═════ Information given

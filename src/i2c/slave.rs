use embassy_time::{with_timeout, Duration, Instant};

use super::master::Transaction;
use super::{cmd, BusState, I2c, Instance, StateFlags};

/// Transfer direction a slave is waiting for, from the master's point of view.
#[derive(Copy, Clone, PartialEq, Eq, Debug)]
#[cfg_attr(feature = "defmt", derive(defmt::Format))]
pub enum SlaveRequest {
    /// Nothing matched before the timeout.
    None,
    /// The master reads, we transmit.
    Read,
    /// The master writes, we receive.
    Write,
    /// Either direction.
    Any,
}

impl<'d, R: Instance> I2c<'d, R> {
    /// Wait to be addressed by a master.
    ///
    /// Addresses whose direction does not match `request` are NACKed. On a match the address is left
    /// un-ACKed: the following [`slave_write`](Self::slave_write) or [`slave_read`](Self::slave_read)
    /// acknowledges it. The instance stays locked until [`slave_done`](Self::slave_done).
    ///
    /// Returns [`SlaveRequest::None`] on timeout.
    pub async fn slave_wait(&mut self, request: SlaveRequest, timeout: Duration) -> SlaveRequest {
        debug_assert!(request != SlaveRequest::None);
        let deadline = Instant::now() + timeout;

        if self.txn.is_none() {
            let state = self.state;
            let Ok(lock) = with_timeout(timeout, state.lock.lock()).await else {
                return SlaveRequest::None;
            };
            self.regs.take_flags();
            self.regs.set_irq_enabled(true);
            // the address match interrupt wakes us from deep sleep
            self.txn = Some(Transaction::new(lock, None));
        }

        loop {
            let remaining = deadline.saturating_duration_since(Instant::now());
            let wait = StateFlags::AWAIT_SLAVE_ADDRESS;
            if !self.wait_until_within(remaining, wait, |r| r.flags().any(wait)).await {
                break;
            }

            if self.slave_arbitration_lost(self.regs.take_flags()) {
                continue;
            }

            let status = self.regs.status();
            if status.state() == BusState::Addr && status.busy() && status.bus_held() {
                let address = self.regs.receive();
                trace!("slave addressed {:#x}", address);
                if request == SlaveRequest::Any || status.transmitter() == (request == SlaveRequest::Read) {
                    if let Some(txn) = self.txn.as_mut() {
                        txn.block_deep_sleep();
                    }
                    return if address & 1 != 0 {
                        SlaveRequest::Read
                    } else {
                        SlaveRequest::Write
                    };
                }

                self.regs.command(cmd::NACK);
            }
        }

        self.finish();
        SlaveRequest::None
    }

    /// Transmit `data` to the master reading from us.
    ///
    /// Stops when the master NACKs, which is how it ends a read, or on a fault. Returns the number
    /// of bytes the master acknowledged.
    pub async fn slave_write(&mut self, data: &[u8]) -> usize {
        if self.regs.status().state() == BusState::Addr {
            self.regs.command(cmd::ACK);
        }

        for (i, &byte) in data.iter().enumerate() {
            self.regs.send(byte);

            loop {
                let Some(flags) = self.wait_flags(StateFlags::AWAIT_SLAVE_WRITE).await else {
                    error!("timeout waiting for the master to ACK byte {}", i);
                    return i;
                };

                if self.slave_arbitration_lost(flags) {
                    return i;
                }
                if let Some(e) = self.handle_error(flags) {
                    error!("slave write failed: {}", e);
                    return i;
                }
                if flags.nack() || flags.slave_stop() {
                    trace!("master ended the read after {} bytes", i);
                    return i;
                }
                if flags.ack() {
                    break;
                }
            }
        }

        data.len()
    }

    /// Receive bytes written by the master until it stops or `buffer` is full.
    ///
    /// The last byte that fits is NACKed. Returns the number of bytes received.
    pub async fn slave_read(&mut self, buffer: &mut [u8]) -> usize {
        if self.regs.status().state() == BusState::Addr {
            self.regs.command(cmd::ACK);
        }

        let mut count = 0;
        while count < buffer.len() {
            let Some(flags) = self.wait_flags(StateFlags::AWAIT_SLAVE_READ).await else {
                error!("timeout waiting for slave data");
                break;
            };

            if self.slave_arbitration_lost(flags) {
                break;
            }
            if let Some(e) = self.handle_error(flags) {
                error!("slave read failed: {}", e);
                break;
            }

            if flags.data_valid() {
                buffer[count] = self.regs.receive();
                count += 1;
                if count == buffer.len() {
                    self.regs.command(cmd::NACK);
                } else {
                    self.regs.command(cmd::ACK);
                }
            }

            if flags.slave_stop() {
                break;
            }
        }

        count
    }

    /// End the slave transaction and release the instance.
    ///
    /// A slave cannot end a read on its own, so dummy bytes are clocked out until the master stops.
    pub async fn slave_done(&mut self) {
        loop {
            let status = self.regs.status();
            if !(status.slave_active() && status.transmitter()) {
                break;
            }

            self.regs.send(0);
            let Some(flags) = self.wait_flags(StateFlags::AWAIT_SLAVE_WRITE).await else {
                break;
            };
            self.slave_arbitration_lost(flags);
        }

        self.finish();
    }

    fn slave_arbitration_lost(&self, flags: StateFlags) -> bool {
        if flags.arbitration_lost() {
            // SCL may hang otherwise
            error!("slave arbitration lost, aborting");
            self.regs.command(cmd::ABORT);
            return true;
        }
        false
    }
}
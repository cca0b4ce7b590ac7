//! USB device stack for the OTG core
//!
//! [`Device`] owns the control endpoint and up to [`MAX_ENDPOINTS`] double buffered endpoints per
//! direction. Interrupts are handled in [`Device::on_interrupt`]; requests that need more than a
//! register poke are handed to the control task running inside [`Device::run`].

use core::cell::{RefCell, UnsafeCell};
use core::marker::PhantomData;
use core::ops::BitOr;
use core::ptr::NonNull;

use critical_section::Mutex;
use embassy_sync::blocking_mutex::raw::CriticalSectionRawMutex;
use embassy_sync::signal::Signal;
use embassy_time::Timer;
use embassy_usb_driver::{Direction, EndpointAddress, EndpointType};

use crate::sleep::DeepSleepGuard;

mod descriptor;
mod endpoint;
mod setup;

pub use descriptor::{config_attributes, descriptor_type, find_endpoint, walk, Descriptors};
pub use endpoint::{DeviceInEndpoint, DeviceOutEndpoint};
use endpoint::{InEndpointState, OutEndpointState};
pub use setup::{feature, request, Recipient, RequestType, SetupPacket};

/// Endpoints per direction besides the control endpoint.
pub const MAX_ENDPOINTS: usize = 6;
/// Back to back SETUP packets the control endpoint can buffer.
pub const SETUP_SLOTS: usize = 3;
/// Largest OUT data stage accepted, and largest copied IN reply.
pub const CONTROL_BUFFER: usize = 64;

const RX_FIFO_WORDS: u16 = 64;
const TX_FIFO_WORDS: u16 = 16;

/// Core interrupt sources, as in `GINTSTS`.
#[derive(Copy, Clone, PartialEq, Eq, Debug, Default)]
#[cfg_attr(feature = "defmt", derive(defmt::Format))]
pub struct Events(pub u32);

impl Events {
    pub const NONE: Self = Self(0);
    pub const SUSPEND: Self = Self(1 << 11);
    pub const RESET: Self = Self(1 << 12);
    pub const ENUM_DONE: Self = Self(1 << 13);
    pub const IN_ENDPOINT: Self = Self(1 << 18);
    pub const OUT_ENDPOINT: Self = Self(1 << 19);
    pub const WAKEUP: Self = Self(1 << 31);

    /// Enabled until enumeration completes.
    pub const INIT: Self = Self(Self::RESET.0 | Self::ENUM_DONE.0 | Self::SUSPEND.0);
    pub const ALL: Self = Self(Self::INIT.0 | Self::IN_ENDPOINT.0 | Self::OUT_ENDPOINT.0 | Self::WAKEUP.0);

    pub const fn contains(self, other: Self) -> bool {
        self.0 & other.0 == other.0
    }

    pub const fn intersects(self, other: Self) -> bool {
        self.0 & other.0 != 0
    }
}

impl BitOr for Events {
    type Output = Self;

    fn bitor(self, rhs: Self) -> Self {
        Self(self.0 | rhs.0)
    }
}

/// Endpoint interrupt sources, as in `DIEPINTx`/`DOEPINTx`.
#[derive(Copy, Clone, PartialEq, Eq, Debug, Default)]
#[cfg_attr(feature = "defmt", derive(defmt::Format))]
pub struct EpStatus(pub u32);

impl EpStatus {
    pub const TRANSFER_COMPLETE: Self = Self(1 << 0);
    /// OUT only: SETUP phase done.
    pub const SETUP: Self = Self(1 << 3);
    /// OUT only: more than one SETUP packet arrived back to back.
    pub const BACK_TO_BACK_SETUP: Self = Self(1 << 6);

    pub const fn contains(self, other: Self) -> bool {
        self.0 & other.0 == other.0
    }
}

impl BitOr for EpStatus {
    type Output = Self;

    fn bitor(self, rhs: Self) -> Self {
        Self(self.0 | rhs.0)
    }
}

/// OTG core access in device mode.
///
/// Transfers are DMA based: memory handed to [`transmit`](Bus::transmit),
/// [`receive`](Bus::receive) and [`arm_setup`](Bus::arm_setup) is accessed by the core after the
/// call returns, until the matching completion.
pub trait Bus {
    /// Endpoints implemented per direction, besides endpoint 0.
    fn endpoints(&self) -> usize;

    /// Enable the core, soft reset it and force device mode.
    fn core_enable(&self);
    /// Full speed, 80% periodic frame interval, transmit thresholding.
    fn device_setup(&self);
    /// Enable the pull-up.
    fn connect(&self);

    fn set_irq_enabled(&self, enabled: bool);
    fn set_core_interrupts(&self, mask: Events);
    /// Read and clear the enabled core interrupt flags.
    fn take_core_events(&self) -> Events;
    fn full_speed(&self) -> bool;
    fn set_address(&self, address: u8);

    /// `DAINT`: IN endpoints in bits 0..15, OUT endpoints in bits 16..31.
    fn endpoint_interrupts(&self) -> u32;
    /// Read and clear an endpoint's interrupt flags.
    fn take_endpoint_status(&self, ep: EndpointAddress) -> EpStatus;

    /// Disable all endpoints and unmask the control endpoint interrupts.
    fn reset_endpoints(&self);
    fn rx_fifo_setup(&self, words: u16);
    fn tx_fifo_setup(&self, ep: usize, start: u16, words: u16);

    /// Arm endpoint 0 OUT for `slots` SETUP packets written consecutively from `buffer`.
    fn arm_setup(&self, buffer: *mut u8, slots: usize);
    /// SETUP slots still free.
    fn setup_count(&self) -> usize;
    /// Current DMA address of an endpoint.
    fn dma_address(&self, ep: EndpointAddress) -> usize;

    fn activate(&self, ep: EndpointAddress, ep_type: EndpointType, max_packet_size: u16);
    fn deactivate(&self, ep: EndpointAddress);
    fn is_active(&self, ep: EndpointAddress) -> bool;
    fn set_stalled(&self, ep: EndpointAddress, stalled: bool);
    fn is_stalled(&self, ep: EndpointAddress) -> bool;
    fn max_packet_size(&self, ep: EndpointAddress) -> usize;

    /// Send `len` bytes from `data` on IN endpoint `ep`, split into packets by the core.
    fn transmit(&self, ep: usize, data: *const u8, len: usize);
    /// Receive up to `len` bytes into `buffer` on OUT endpoint `ep`.
    fn receive(&self, ep: usize, buffer: *mut u8, len: usize);
    /// Bytes of the last receive on `ep` left unfilled.
    fn remaining(&self, ep: usize) -> usize;
}

impl<T: Bus + ?Sized> Bus for &T {
    fn endpoints(&self) -> usize {
        T::endpoints(self)
    }
    fn core_enable(&self) {
        T::core_enable(self)
    }
    fn device_setup(&self) {
        T::device_setup(self)
    }
    fn connect(&self) {
        T::connect(self)
    }
    fn set_irq_enabled(&self, enabled: bool) {
        T::set_irq_enabled(self, enabled)
    }
    fn set_core_interrupts(&self, mask: Events) {
        T::set_core_interrupts(self, mask)
    }
    fn take_core_events(&self) -> Events {
        T::take_core_events(self)
    }
    fn full_speed(&self) -> bool {
        T::full_speed(self)
    }
    fn set_address(&self, address: u8) {
        T::set_address(self, address)
    }
    fn endpoint_interrupts(&self) -> u32 {
        T::endpoint_interrupts(self)
    }
    fn take_endpoint_status(&self, ep: EndpointAddress) -> EpStatus {
        T::take_endpoint_status(self, ep)
    }
    fn reset_endpoints(&self) {
        T::reset_endpoints(self)
    }
    fn rx_fifo_setup(&self, words: u16) {
        T::rx_fifo_setup(self, words)
    }
    fn tx_fifo_setup(&self, ep: usize, start: u16, words: u16) {
        T::tx_fifo_setup(self, ep, start, words)
    }
    fn arm_setup(&self, buffer: *mut u8, slots: usize) {
        T::arm_setup(self, buffer, slots)
    }
    fn setup_count(&self) -> usize {
        T::setup_count(self)
    }
    fn dma_address(&self, ep: EndpointAddress) -> usize {
        T::dma_address(self, ep)
    }
    fn activate(&self, ep: EndpointAddress, ep_type: EndpointType, max_packet_size: u16) {
        T::activate(self, ep, ep_type, max_packet_size)
    }
    fn deactivate(&self, ep: EndpointAddress) {
        T::deactivate(self, ep)
    }
    fn is_active(&self, ep: EndpointAddress) -> bool {
        T::is_active(self, ep)
    }
    fn set_stalled(&self, ep: EndpointAddress, stalled: bool) {
        T::set_stalled(self, ep, stalled)
    }
    fn is_stalled(&self, ep: EndpointAddress) -> bool {
        T::is_stalled(self, ep)
    }
    fn max_packet_size(&self, ep: EndpointAddress) -> usize {
        T::max_packet_size(self, ep)
    }
    fn transmit(&self, ep: usize, data: *const u8, len: usize) {
        T::transmit(self, ep, data, len)
    }
    fn receive(&self, ep: usize, buffer: *mut u8, len: usize) {
        T::receive(self, ep, buffer, len)
    }
    fn remaining(&self, ep: usize) -> usize {
        T::remaining(self, ep)
    }
}

/// Device state as seen by the host.
#[derive(Copy, Clone, PartialEq, Eq, Debug)]
#[cfg_attr(feature = "defmt", derive(defmt::Format))]
pub enum DeviceState {
    None,
    Default,
    Addressed,
    Configured,
}

/// Control endpoint state.
#[derive(Copy, Clone, PartialEq, Eq, Debug)]
#[cfg_attr(feature = "defmt", derive(defmt::Format))]
pub enum ControlState {
    Idle,
    DataRx,
    Processing,
    DataTx,
    StatusRx,
    StatusTx,
    Stall,
}

enum Reply<'d> {
    Accept,
    Buffered(usize),
    Slice(&'d [u8]),
}

/// Answer to a control request.
///
/// Dropping the reply without answering stalls the request.
pub struct ControlReply<'r, 'd> {
    outcome: &'r mut Option<Reply<'d>>,
    buffer: &'r mut [u8; CONTROL_BUFFER],
}

impl<'r, 'd> ControlReply<'r, 'd> {
    /// Complete the request without data.
    pub fn accept(self) {
        *self.outcome = Some(Reply::Accept);
    }

    /// Reply with `data`, copied. At most [`CONTROL_BUFFER`] bytes are sent.
    pub fn data(self, data: &[u8]) {
        if data.len() > CONTROL_BUFFER {
            warn!("control reply truncated to {}", CONTROL_BUFFER);
        }
        let n = data.len().min(CONTROL_BUFFER);
        self.buffer[..n].copy_from_slice(&data[..n]);
        *self.outcome = Some(Reply::Buffered(n));
    }

    /// Reply with `data` that outlives the transfer.
    pub fn data_static(self, data: &'d [u8]) {
        *self.outcome = Some(Reply::Slice(data));
    }

    /// Reject the request.
    pub fn stall(self) {
        *self.outcome = None;
    }
}

/// Class and vendor request handling.
pub trait ControlHandler {
    /// `data` holds the OUT data stage, empty for IN requests. Requests left unanswered stall.
    fn control(&mut self, setup: &SetupPacket, data: &[u8], reply: ControlReply<'_, '_>) {
        let _ = (setup, data, reply);
    }
}

impl ControlHandler for () {}

/// Remaining IN data stage.
#[derive(Copy, Clone)]
enum Payload<'d> {
    Buffered { start: usize, end: usize },
    Slice(&'d [u8]),
}

impl<'d> Payload<'d> {
    const EMPTY: Self = Self::Buffered { start: 0, end: 0 };

    fn len(&self) -> usize {
        match self {
            Self::Buffered { start, end } => end - start,
            Self::Slice(s) => s.len(),
        }
    }

    fn truncate(&mut self, len: usize) {
        match self {
            Self::Buffered { start, end } => *end = (*start + len).min(*end),
            Self::Slice(s) => *s = &s[..len.min(s.len())],
        }
    }

    /// Split off up to `n` bytes from the front.
    fn take(&mut self, n: usize, buffer: *const u8) -> (*const u8, usize) {
        let n = n.min(self.len());
        match self {
            Self::Buffered { start, .. } => {
                let p = buffer.wrapping_add(*start);
                *start += n;
                (p, n)
            }
            Self::Slice(s) => {
                let p = s.as_ptr();
                *s = &s[n..];
                (p, n)
            }
        }
    }
}

#[repr(C, align(4))]
struct ControlBuffers {
    setup: [u8; 8 * SETUP_SLOTS],
    rx: [u8; CONTROL_BUFFER],
    tx: [u8; CONTROL_BUFFER],
}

══════════

Work through the entries, filtering for the string "left", and copy each line that holds it.

    /// Addresses whose direction does not match `request` are NACKed. On a match the address is left
    /// Bytes of the last receive on `ep` left unfilled.
    /// `data` holds the OUT data stage, empty for IN requests. Requests left unanswered stall.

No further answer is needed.